Bundesnetzagentur (BNetzA) said December 20 the pipe must be removed from the NEP 2018-28 plan. This means that the pipe may still be built but that its funding must be solely the responsibility of the terminal's developer, German LNG.
German LNG - a joint venture of Dutch firms Gasunie and Vopak with Germany's Oiltanking – plans to build a 5bn m3/yr terminal by late 2022, subject to a final investment decision late 2019, at a cost of €400mn-€500mn ($457mn-$572mn). Brunsbuttel is on Elbe river estuary, near the North Sea. German LNG has yet to comment on the regulator's refusal.
BNetzA reviewed the NEP 2018-28 plan submitted by the country's transmission system operators (TSOs) and agreed to 152 of the 159 projects in it. The amended NEP covers investment of €6.85bn ($7.8bn) - including 1,321km of new pipes and 499 MW of new compressors - compared with the original plan’s €7bn price tag.
The benefit of inclusion in the NEP is that investments are funded by transmission system operators (TSOs) with costs spread among all users of Germany's gas networks on the grounds that they benefit all users.
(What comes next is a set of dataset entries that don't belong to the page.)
//! SQLite product repository using sqlx
//!
//! Prices are kept as integer cents so that ordering by price is numeric.
//! Images are a JSON array in a TEXT column. Timestamps are fixed-width
//! RFC 3339 strings with microseconds, which sort chronologically.

use application::{
    error::ApplicationError,
    ports::{ProductFilter, ProductRepository, ProductSort, SortField, SortOrder},
};
use async_trait::async_trait;
use chrono::{DateTime, SecondsFormat, Utc};
use domain::{Price, Product, ProductChanges, ProductId, ProductStatus};
use sqlx::{QueryBuilder, Sqlite, SqlitePool};
use tracing::{debug, instrument};

use super::error::map_sqlx_error;

const COLUMNS: &str = "id, name, description, price_cents, cost_price_cents, category, \
                       stock, status, images, created_at, updated_at";

/// Product repository backed by SQLite
#[derive(Debug, Clone)]
pub struct SqliteProductRepository {
    pool: SqlitePool,
}

impl SqliteProductRepository {
    #[must_use]
    pub const fn new(pool: SqlitePool) -> Self {
        Self { pool }
    }
}

/// Row type for product queries
#[derive(sqlx::FromRow)]
struct ProductRow {
    id: String,
    name: String,
    description: Option<String>,
    price_cents: i64,
    cost_price_cents: Option<i64>,
    category: Option<String>,
    stock: i64,
    status: String,
    images: String,
    created_at: String,
    updated_at: String,
}

impl TryFrom<ProductRow> for Product {
    type Error = ApplicationError;

    fn try_from(row: ProductRow) -> Result<Self, Self::Error> {
        Ok(Self {
            id: ProductId::parse(&row.id)?,
            name: row.name,
            description: row.description,
            price: Price::from_minor_units(row.price_cents)?,
            cost_price: row.cost_price_cents.map(Price::from_minor_units).transpose()?,
            category: row.category,
            stock: u32::try_from(row.stock)
                .map_err(|e| ApplicationError::Internal(format!("Invalid stock value: {e}")))?,
            status: row.status.parse()?,
            images: serde_json::from_str(&row.images)
                .map_err(|e| ApplicationError::Internal(format!("Invalid images column: {e}")))?,
            created_at: parse_datetime(&row.created_at)?,
            updated_at: parse_datetime(&row.updated_at)?,
        })
    }
}

fn format_datetime(dt: DateTime<Utc>) -> String {
    dt.to_rfc3339_opts(SecondsFormat::Micros, true)
}

fn parse_datetime(s: &str) -> Result<DateTime<Utc>, ApplicationError> {
    DateTime::parse_from_rfc3339(s)
        .map(|dt| dt.with_timezone(&Utc))
        .map_err(|e| ApplicationError::Internal(format!("Invalid datetime: {e}")))
}

fn encode_images(images: &[String]) -> Result<String, ApplicationError> {
    serde_json::to_string(images)
        .map_err(|e| ApplicationError::Internal(format!("Cannot encode images: {e}")))
}

/// `%term%` with LIKE wildcards in the term escaped by a backslash
fn like_pattern(term: &str) -> String {
    let mut pattern = String::with_capacity(term.len() + 2);
    pattern.push('%');
    for c in term.chars() {
        if matches!(c, '%' | '_' | '\\') {
            pattern.push('\\');
        }
        pattern.push(c);
    }
    pattern.push('%');
    pattern
}

const fn sort_column(field: SortField) -> &'static str {
    match field {
        SortField::Name => "name",
        SortField::Price => "price_cents",
        SortField::CreatedAt => "created_at",
        SortField::Stock => "stock",
    }
}

const fn sort_direction(order: SortOrder) -> &'static str {
    match order {
        SortOrder::Asc => "ASC",
        SortOrder::Desc => "DESC",
    }
}

fn push_filter<'a>(qb: &mut QueryBuilder<'a, Sqlite>, filter: &'a ProductFilter) {
    let mut separator = " WHERE ";

    if let Some(status) = filter.status {
        qb.push(separator).push("status = ").push_bind(status.as_str());
        separator = " AND ";
    }

    if let Some(category) = &filter.category {
        qb.push(separator)
            .push("category = ")
            .push_bind(category.as_str())
            .push(" COLLATE NOCASE");
        separator = " AND ";
    }

    if let Some(search) = &filter.search {
        let pattern = like_pattern(search);
        qb.push(separator)
            .push("(name LIKE ")
            .push_bind(pattern.clone())
            .push(" ESCAPE '\\' OR description LIKE ")
            .push_bind(pattern)
            .push(" ESCAPE '\\')");
    }
}

#[async_trait]
impl ProductRepository for SqliteProductRepository {
    #[instrument(skip(self, product), fields(id = %product.id))]
    async fn insert(&self, product: &Product) -> Result<(), ApplicationError> {
        let images = encode_images(&product.images)?;

        sqlx::query(
            "INSERT INTO products (id, name, description, price_cents, cost_price_cents, \
             category, stock, status, images, created_at, updated_at) \
             VALUES ($1, $2, $3, $4, $5, $6, $7, $8, $9, $10, $11)",
        )
        .bind(product.id.as_str())
        .bind(&product.name)
        .bind(&product.description)
        .bind(product.price.minor_units())
        .bind(product.cost_price.map(|p| p.minor_units()))
        .bind(&product.category)
        .bind(i64::from(product.stock))
        .bind(product.status.as_str())
        .bind(images)
        .bind(format_datetime(product.created_at))
        .bind(format_datetime(product.updated_at))
        .execute(&self.pool)
        .await
        .map_err(map_sqlx_error)?;

        debug!("Product inserted");
        Ok(())
    }

    #[instrument(skip(self), fields(id = %id))]
    async fn find_by_id(
        &self,
        id: &ProductId,
        status: Option<ProductStatus>,
    ) -> Result<Option<Product>, ApplicationError> {
        let mut qb = QueryBuilder::<Sqlite>::new(format!("SELECT {COLUMNS} FROM products WHERE id = "));
        qb.push_bind(id.as_str());
        if let Some(status) = status {
            qb.push(" AND status = ").push_bind(status.as_str());
        }

        let row: Option<ProductRow> = qb
            .build_query_as()
            .fetch_optional(&self.pool)
            .await
            .map_err(map_sqlx_error)?;

        row.map(Product::try_from).transpose()
    }

    #[instrument(skip(self, filter))]
    async fn find_page(
        &self,
        filter: &ProductFilter,
        sort: ProductSort,
        offset: u64,
        limit: u32,
    ) -> Result<Vec<Product>, ApplicationError> {
        let mut qb = QueryBuilder::<Sqlite>::new(format!("SELECT {COLUMNS} FROM products"));
        push_filter(&mut qb, filter);

        let direction = sort_direction(sort.order);
        qb.push(format_args!(
            " ORDER BY {} {direction}, id {direction}",
            sort_column(sort.field)
        ));
        qb.push(" LIMIT ")
            .push_bind(i64::from(limit))
            .push(" OFFSET ")
            .push_bind(i64::try_from(offset).unwrap_or(i64::MAX));

        let rows: Vec<ProductRow> = qb
            .build_query_as()
            .fetch_all(&self.pool)
            .await
            .map_err(map_sqlx_error)?;

        debug!(count = rows.len(), "Fetched product page");
        rows.into_iter().map(Product::try_from).collect()
    }

    #[instrument(skip(self, filter))]
    async fn count(&self, filter: &ProductFilter) -> Result<u64, ApplicationError> {
        let mut qb = QueryBuilder::<Sqlite>::new("SELECT COUNT(*) FROM products");
        push_filter(&mut qb, filter);

        let count: i64 = qb
            .build_query_scalar()
            .fetch_one(&self.pool)
            .await
            .map_err(map_sqlx_error)?;

        u64::try_from(count).map_err(|e| ApplicationError::Internal(format!("Invalid count: {e}")))
    }

    #[instrument(skip(self, changes), fields(id = %id))]
    async fn update(
        &self,
        id: &ProductId,
        changes: &ProductChanges,
        updated_at: DateTime<Utc>,
    ) -> Result<Option<Product>, ApplicationError> {
        let mut qb = QueryBuilder::<Sqlite>::new("UPDATE products SET updated_at = ");
        qb.push_bind(format_datetime(updated_at));

        if let Some(name) = &changes.name {
            qb.push(", name = ").push_bind(name.as_str());
        }
        if let Some(description) = &changes.description {
            qb.push(", description = ").push_bind(description.as_deref());
        }
        if let Some(price) = changes.price {
            qb.push(", price_cents = ").push_bind(price.minor_units());
        }
        if let Some(cost_price) = changes.cost_price {
            qb.push(", cost_price_cents = ")
                .push_bind(cost_price.map(|p| p.minor_units()));
        }
        if let Some(category) = &changes.category {
            qb.push(", category = ").push_bind(category.as_deref());
        }
        if let Some(stock) = changes.stock {
            qb.push(", stock = ").push_bind(i64::from(stock));
        }
        if let Some(status) = changes.status {
            qb.push(", status = ").push_bind(status.as_str());
        }
        if let Some(images) = &changes.images {
            qb.push(", images = ").push_bind(encode_images(images)?);
        }

        qb.push(" WHERE id = ").push_bind(id.as_str());
        qb.push(format_args!(" RETURNING {COLUMNS}"));

        let row: Option<ProductRow> = qb
            .build_query_as()
            .fetch_optional(&self.pool)
            .await
            .map_err(map_sqlx_error)?;

        debug!(found = row.is_some(), "Product update executed");
        row.map(Product::try_from).transpose()
    }

    #[instrument(skip(self), fields(id = %id))]
    async fn delete(&self, id: &ProductId) -> Result<bool, ApplicationError> {
        let result = sqlx::query("DELETE FROM products WHERE id = $1")
            .bind(id.as_str())
            .execute(&self.pool)
            .await
            .map_err(map_sqlx_error)?;

        Ok(result.rows_affected() > 0)
    }

    #[instrument(skip(self))]
    async fn distinct_categories(
        &self,
        status: ProductStatus,
    ) -> Result<Vec<String>, ApplicationError> {
        sqlx::query_scalar(
            "SELECT DISTINCT category FROM products \
             WHERE status = $1 AND category IS NOT NULL \
             ORDER BY category",
        )
        .bind(status.as_str())
        .fetch_all(&self.pool)
        .await
        .map_err(map_sqlx_error)
    }
}
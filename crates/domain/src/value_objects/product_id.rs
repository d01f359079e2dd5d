//! Product identifier value object
//!
//! New products get a time-ordered UUID v7. Lookups accept any non-empty
//! string; an identifier that was never issued simply finds nothing.
//!
//! # Examples
//!
//! ```
//! use domain::ProductId;
//!
//! let id = ProductId::new();
//! assert!(!id.as_str().is_empty());
//!
//! let parsed = ProductId::parse("legacy-42").unwrap();
//! assert_eq!(parsed.as_str(), "legacy-42");
//! assert!(ProductId::parse("  ").is_err());
//! ```

use std::fmt;

use serde::{Deserialize, Serialize};
use uuid::Uuid;

use crate::errors::DomainError;

/// An opaque product identifier
#[derive(Debug, Clone, PartialEq, Eq, Hash, Serialize, Deserialize)]
#[serde(transparent)]
pub struct ProductId(String);

impl ProductId {
    /// Generate a fresh identifier
    pub fn new() -> Self {
        Self(Uuid::now_v7().to_string())
    }

    /// Accept an identifier supplied by a caller or read from storage
    pub fn parse(s: &str) -> Result<Self, DomainError> {
        if s.trim().is_empty() {
            return Err(DomainError::InvalidProductId(s.to_string()));
        }
        Ok(Self(s.to_string()))
    }

    pub fn as_str(&self) -> &str {
        &self.0
    }
}

impl Default for ProductId {
    fn default() -> Self {
        Self::new()
    }
}

impl fmt::Display for ProductId {
    fn fmt(&self, f: &mut fmt::Formatter<'_>) -> fmt::Result {
        f.write_str(&self.0)
    }
}

impl AsRef<str> for ProductId {
    fn as_ref(&self) -> &str {
        &self.0
    }
}

#[cfg(test)]
mod tests {
    use super::*;

    #[test]
    fn new_product_id_is_unique() {
        let id1 = ProductId::new();
        let id2 = ProductId::new();
        assert_ne!(id1, id2);
    }

    #[test]
    fn new_product_id_is_a_uuid() {
        let id = ProductId::new();
        assert!(Uuid::parse_str(id.as_str()).is_ok());
    }

    #[test]
    fn parse_accepts_opaque_strings() {
        let id = ProductId::parse("clx9abc").unwrap();
        assert_eq!(id.to_string(), "clx9abc");
    }

    #[test]
    fn parse_rejects_blank() {
        assert!(ProductId::parse("").is_err());
        assert!(ProductId::parse("   ").is_err());
    }

    #[test]
    fn serializes_as_plain_string() {
        let id = ProductId::parse("abc").unwrap();
        assert_eq!(serde_json::to_string(&id).unwrap(), "\"abc\"");
    }
}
BNetzA president Jochen Homann however said the regulator "confirms only grid expansion measures that are appropriate to [system] needs."
The largest project approved in the revised NEP is the €2.3bn, 55bn m3/yr, 480km long Eugal pipeline from Lubmin on the Baltic coast to the Czech border at Deutschneudorf. Eugal will relay Russian import volumes from the Gazprom-owned Nord Stream 2 pipeline project. Its developer says that first sections of Eugal will be laid in late 2019. Gasunie is an equity partner in both Eugal and German LNG.
BNetzA also approved proposed measures costing €171mn that can be implemented, if owners of the TENP pipeline - which relays North Sea and Dutch gas to southwest Germany and Switzerland - cannot fully restart it on schedule. Major works to upgrade TENP, much of which was built in the 1970s, have been underway for much of this year.